Stored items:
· · ·

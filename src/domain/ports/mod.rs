mod auth_port;
mod catalog_port;
mod favorites_port;
mod token_storage_port;

pub use auth_port::{AuthGrant, AuthPort, Credentials, Registration};
pub use catalog_port::{CarQuery, CatalogPort};
pub use favorites_port::FavoritesPort;
pub use token_storage_port::TokenStoragePort;
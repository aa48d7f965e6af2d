//! Session restoration from the persisted token.

use std::sync::Arc;

use tracing::{debug, info};

use crate::domain::entities::{AuthToken, UserProfile};
use crate::domain::errors::ApiError;
use crate::domain::ports::{AuthPort, TokenStoragePort};

/// Session recovered at startup.
#[derive(Debug, Clone)]
pub struct RestoredSession {
    /// Token read from storage.
    pub token: AuthToken,
    /// Profile the server returned for it.
    pub user: UserProfile,
}

/// Reads the persisted token and confirms it with the identity endpoint.
pub struct RestoreSessionUseCase {
    auth_port: Arc<dyn AuthPort>,
    storage_port: Arc<dyn TokenStoragePort>,
}

impl RestoreSessionUseCase {
    /// Creates the use case over an auth API and a token store.
    #[must_use]
    pub fn new(auth_port: Arc<dyn AuthPort>, storage_port: Arc<dyn TokenStoragePort>) -> Self {
        Self {
            auth_port,
            storage_port,
        }
    }

    /// Returns the stored token, if any, without contacting the API.
    ///
    /// # Errors
    /// Returns error if storage access fails.
    pub async fn stored_token(&self) -> Result<Option<AuthToken>, ApiError> {
        debug!("Checking storage for persisted token");
        self.storage_port.get_token().await
    }

    /// Confirms `token` with `GET /auth/me`.
    ///
    /// # Errors
    /// Returns error if the token is rejected or the API is unreachable.
    pub async fn confirm(&self, token: AuthToken) -> Result<RestoredSession, ApiError> {
        let user = self.auth_port.fetch_profile(&token).await?;
        info!(email = %user.email, "Restored session from stored token");
        Ok(RestoredSession { token, user })
    }
}
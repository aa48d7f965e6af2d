//! Application configuration.

/// Settings file schema and defaults.
pub mod app_config;
/// Command-line arguments.
pub mod args;
/// Config file location and persistence.
pub mod storage;

pub use app_config::{
    ApiConfig, AppConfig, CatalogConfig, LogLevel, MediaConfig, NotificationsConfig,
};
pub use args::{BrowseArgs, CliArgs, Command};
pub use storage::{ConfigError, StorageManager};
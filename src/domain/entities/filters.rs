//! Catalog filter value objects.

use std::fmt;
use std::str::FromStr;

use serde::{Deserialize, Serialize};

/// Price bucket selectable in the browse filters.
#[derive(Debug, Clone, Copy, Default, PartialEq, Eq, Hash, Serialize, Deserialize)]
#[serde(try_from = "String", into = "String")]
pub enum PriceRange {
    /// No price constraint.
    #[default]
    Any,
    /// Up to 50 000.
    Under50k,
    /// 50 000 to 100 000.
    From50kTo100k,
    /// 100 000 to 200 000.
    From100kTo200k,
    /// 200 000 and above.
    Over200k,
}

/// Inclusive price bounds sent with a listing query.
#[derive(Debug, Clone, Copy, Default, PartialEq, Eq)]
pub struct PriceBounds {
    /// Lowest accepted price.
    pub min: Option<u32>,
    /// Highest accepted price, `None` when open ended.
    pub max: Option<u32>,
}

impl PriceRange {
    /// Every bucket, in display order.
    pub const ALL: [Self; 5] = [
        Self::Any,
        Self::Under50k,
        Self::From50kTo100k,
        Self::From100kTo200k,
        Self::Over200k,
    ];

    /// Maps the bucket to query bounds.
    #[must_use]
    pub const fn bounds(self) -> PriceBounds {
        let (min, max) = match self {
            Self::Any => (None, None),
            Self::Under50k => (None, Some(50_000)),
            Self::From50kTo100k => (Some(50_000), Some(100_000)),
            Self::From100kTo200k => (Some(100_000), Some(200_000)),
            Self::Over200k => (Some(200_000), None),
        };
        PriceBounds { min, max }
    }

    /// Wire representation used by the filter form.
    #[must_use]
    pub const fn as_str(self) -> &'static str {
        match self {
            Self::Any => "",
            Self::Under50k => "0-50000",
            Self::From50kTo100k => "50000-100000",
            Self::From100kTo200k => "100000-200000",
            Self::Over200k => "200000+",
        }
    }
}

impl fmt::Display for PriceRange {
    fn fmt(&self, f: &mut fmt::Formatter<'_>) -> fmt::Result {
        f.write_str(self.as_str())
    }
}

/// Error for an unrecognised price bucket.
#[derive(Debug, Clone, PartialEq, Eq, thiserror::Error)]
#[error("unknown price range: {0:?}")]
pub struct UnknownPriceRange(pub String);

impl FromStr for PriceRange {
    type Err = UnknownPriceRange;

    fn from_str(s: &str) -> Result<Self, Self::Err> {
        let trimmed = s.trim();
        Self::ALL
            .into_iter()
            .find(|range| range.as_str() == trimmed)
            .ok_or_else(|| UnknownPriceRange(s.to_string()))
    }
}

impl TryFrom<String> for PriceRange {
    type Error = UnknownPriceRange;

    fn try_from(value: String) -> Result<Self, Self::Error> {
        value.parse()
    }
}

impl From<PriceRange> for String {
    fn from(value: PriceRange) -> Self {
        value.as_str().to_string()
    }
}

/// Search and filter parameters of the browse view.
///
/// Empty strings mean "no constraint".
#[derive(Debug, Clone, Default, PartialEq, Eq, Serialize, Deserialize)]
pub struct CatalogFilters {
    /// Exact make, e.g. "Toyota".
    #[serde(default)]
    pub make: String,
    /// Price bucket.
    #[serde(default)]
    pub price_range: PriceRange,
    /// Model year.
    #[serde(default)]
    pub year: String,
    /// Fuel type, e.g. "Electric".
    #[serde(default)]
    pub fuel: String,
    /// Free text matched by the server.
    #[serde(default)]
    pub search_query: String,
}

impl CatalogFilters {
    /// Returns whether no filter is active.
    #[must_use]
    pub fn is_empty(&self) -> bool {
        self == &Self::default()
    }
}

#[cfg(test)]
mod tests {
    use super::*;
    use test_case::test_case;

    #[test_case(PriceRange::Any, None, None ; "any")]
    #[test_case(PriceRange::Under50k, None, Some(50_000) ; "under_50k")]
    #[test_case(PriceRange::From50kTo100k, Some(50_000), Some(100_000) ; "from_50k_to_100k")]
    #[test_case(PriceRange::From100kTo200k, Some(100_000), Some(200_000) ; "from_100k_to_200k")]
    #[test_case(PriceRange::Over200k, Some(200_000), None ; "over_200k")]
    fn test_price_bounds(range: PriceRange, min: Option<u32>, max: Option<u32>) {
        assert_eq!(range.bounds(), PriceBounds { min, max });
    }

    #[test_case("", PriceRange::Any ; "empty")]
    #[test_case("0-50000", PriceRange::Under50k ; "under")]
    #[test_case("50000-100000", PriceRange::From50kTo100k ; "mid")]
    #[test_case(" 200000+ ", PriceRange::Over200k ; "padded")]
    fn test_parse_price_range(input: &str, expected: PriceRange) {
        assert_eq!(input.parse::<PriceRange>().unwrap(), expected);
    }

    #[test]
    fn test_unknown_price_range_rejected() {
        let err = "cheap".parse::<PriceRange>().unwrap_err();
        assert_eq!(err, UnknownPriceRange("cheap".to_string()));
    }

    #[test]
    fn test_filters_deserialize_from_toml() {
        let filters: CatalogFilters = toml::from_str(
            r#"
            make = "BMW"
            price_range = "100000-200000"
        "#,
        )
        .unwrap();

        assert_eq!(filters.make, "BMW");
        assert_eq!(filters.price_range, PriceRange::From100kTo200k);
        assert!(filters.year.is_empty());
        assert!(!filters.is_empty());
    }
}
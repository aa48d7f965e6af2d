//! Token storage port definition.

use async_trait::async_trait;

use crate::domain::entities::AuthToken;
use crate::domain::errors::ApiError;

/// Port for persisting the bearer token between runs.
#[async_trait]
pub trait TokenStoragePort: Send + Sync {
    /// Retrieves stored token.
    async fn get_token(&self) -> Result<Option<AuthToken>, ApiError>;

    /// Stores token, replacing any previous one.
    async fn store_token(&self, token: &AuthToken) -> Result<(), ApiError>;

    /// Deletes stored token.
    async fn delete_token(&self) -> Result<(), ApiError>;

    /// Checks if token exists.
    async fn has_token(&self) -> Result<bool, ApiError> {
        Ok(self.get_token().await?.is_some())
    }
}

#[cfg(test)]
pub mod mock {
    use super::*;
    use crate::domain::errors::SecretError;
    use std::sync::Arc;
    use tokio::sync::RwLock;

    /// Mock token storage for testing.
    pub struct MockTokenStorage {
        token: Arc<RwLock<Option<AuthToken>>>,
        fail_reads: bool,
    }

    impl MockTokenStorage {
        /// Creates empty mock storage.
        pub fn new() -> Self {
            Self {
                token: Arc::new(RwLock::new(None)),
                fail_reads: false,
            }
        }

        /// Creates mock storage with token.
        pub fn with_token(token: AuthToken) -> Self {
            Self {
                token: Arc::new(RwLock::new(Some(token))),
                fail_reads: false,
            }
        }

        /// Creates storage whose reads always fail.
        pub fn unreadable() -> Self {
            Self {
                token: Arc::new(RwLock::new(None)),
                fail_reads: true,
            }
        }
    }

    impl Default for MockTokenStorage {
        fn default() -> Self {
            Self::new()
        }
    }

    #[async_trait]
    impl TokenStoragePort for MockTokenStorage {
        async fn get_token(&self) -> Result<Option<AuthToken>, ApiError> {
            if self.fail_reads {
                return Err(SecretError::RetrievalFailed("keyring locked".into()).into());
            }
            Ok(self.token.read().await.clone())
        }

        async fn store_token(&self, token: &AuthToken) -> Result<(), ApiError> {
            *self.token.write().await = Some(token.clone());
            Ok(())
        }

        async fn delete_token(&self) -> Result<(), ApiError> {
            *self.token.write().await = None;
            Ok(())
        }
    }
}
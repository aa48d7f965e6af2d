//! Domain error types.

mod api_error;
mod secret_error;

pub use api_error::ApiError;
pub use secret_error::SecretError;
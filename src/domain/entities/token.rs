//! Bearer token value object.

use std::fmt;

use zeroize::{Zeroize, ZeroizeOnDrop};

/// Opaque bearer credential issued by the marketplace API.
#[derive(Clone, PartialEq, Eq, Zeroize, ZeroizeOnDrop)]
pub struct AuthToken {
    value: String,
}

impl AuthToken {
    /// Creates a token, rejecting blank input.
    #[must_use]
    pub fn new(value: impl Into<String>) -> Option<Self> {
        let value = value.into().trim().to_string();

        if value.is_empty() || value.chars().any(char::is_whitespace) {
            return None;
        }

        Some(Self { value })
    }

    /// Creates token without validation.
    #[must_use]
    pub fn new_unchecked(value: impl Into<String>) -> Self {
        Self {
            value: value.into(),
        }
    }

    /// Returns token as string slice.
    #[must_use]
    pub fn as_str(&self) -> &str {
        &self.value
    }

    /// Returns the `Authorization` header value.
    #[must_use]
    pub fn bearer(&self) -> String {
        format!("Bearer {}", self.value)
    }

    /// Returns masked token for display.
    #[must_use]
    pub fn masked(&self) -> String {
        let len = self.value.chars().count();
        if len <= 10 {
            return "*".repeat(len);
        }

        let prefix: String = self.value.chars().take(4).collect();
        let suffix: String = self.value.chars().skip(len - 4).collect();
        format!("{prefix}...{suffix}")
    }
}

impl fmt::Debug for AuthToken {
    fn fmt(&self, f: &mut fmt::Formatter<'_>) -> fmt::Result {
        f.debug_struct("AuthToken")
            .field("value", &self.masked())
            .finish()
    }
}

impl fmt::Display for AuthToken {
    fn fmt(&self, f: &mut fmt::Formatter<'_>) -> fmt::Result {
        write!(f, "{}", self.masked())
    }
}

· · ·

# Exercise objective
Write out exactly the lines between the start of the entries and the line containing "pub use favorites_port::FavoritesPort;", including that line and the first one.

# Exercise answer
filename src/domain/ports/mod.rs
mod auth_port;
mod catalog_port;
mod favorites_port;
mod token_storage_port;

pub use auth_port::{AuthGrant, AuthPort, Credentials, Registration};
pub use catalog_port::{CarQuery, CatalogPort};
pub use favorites_port::FavoritesPort;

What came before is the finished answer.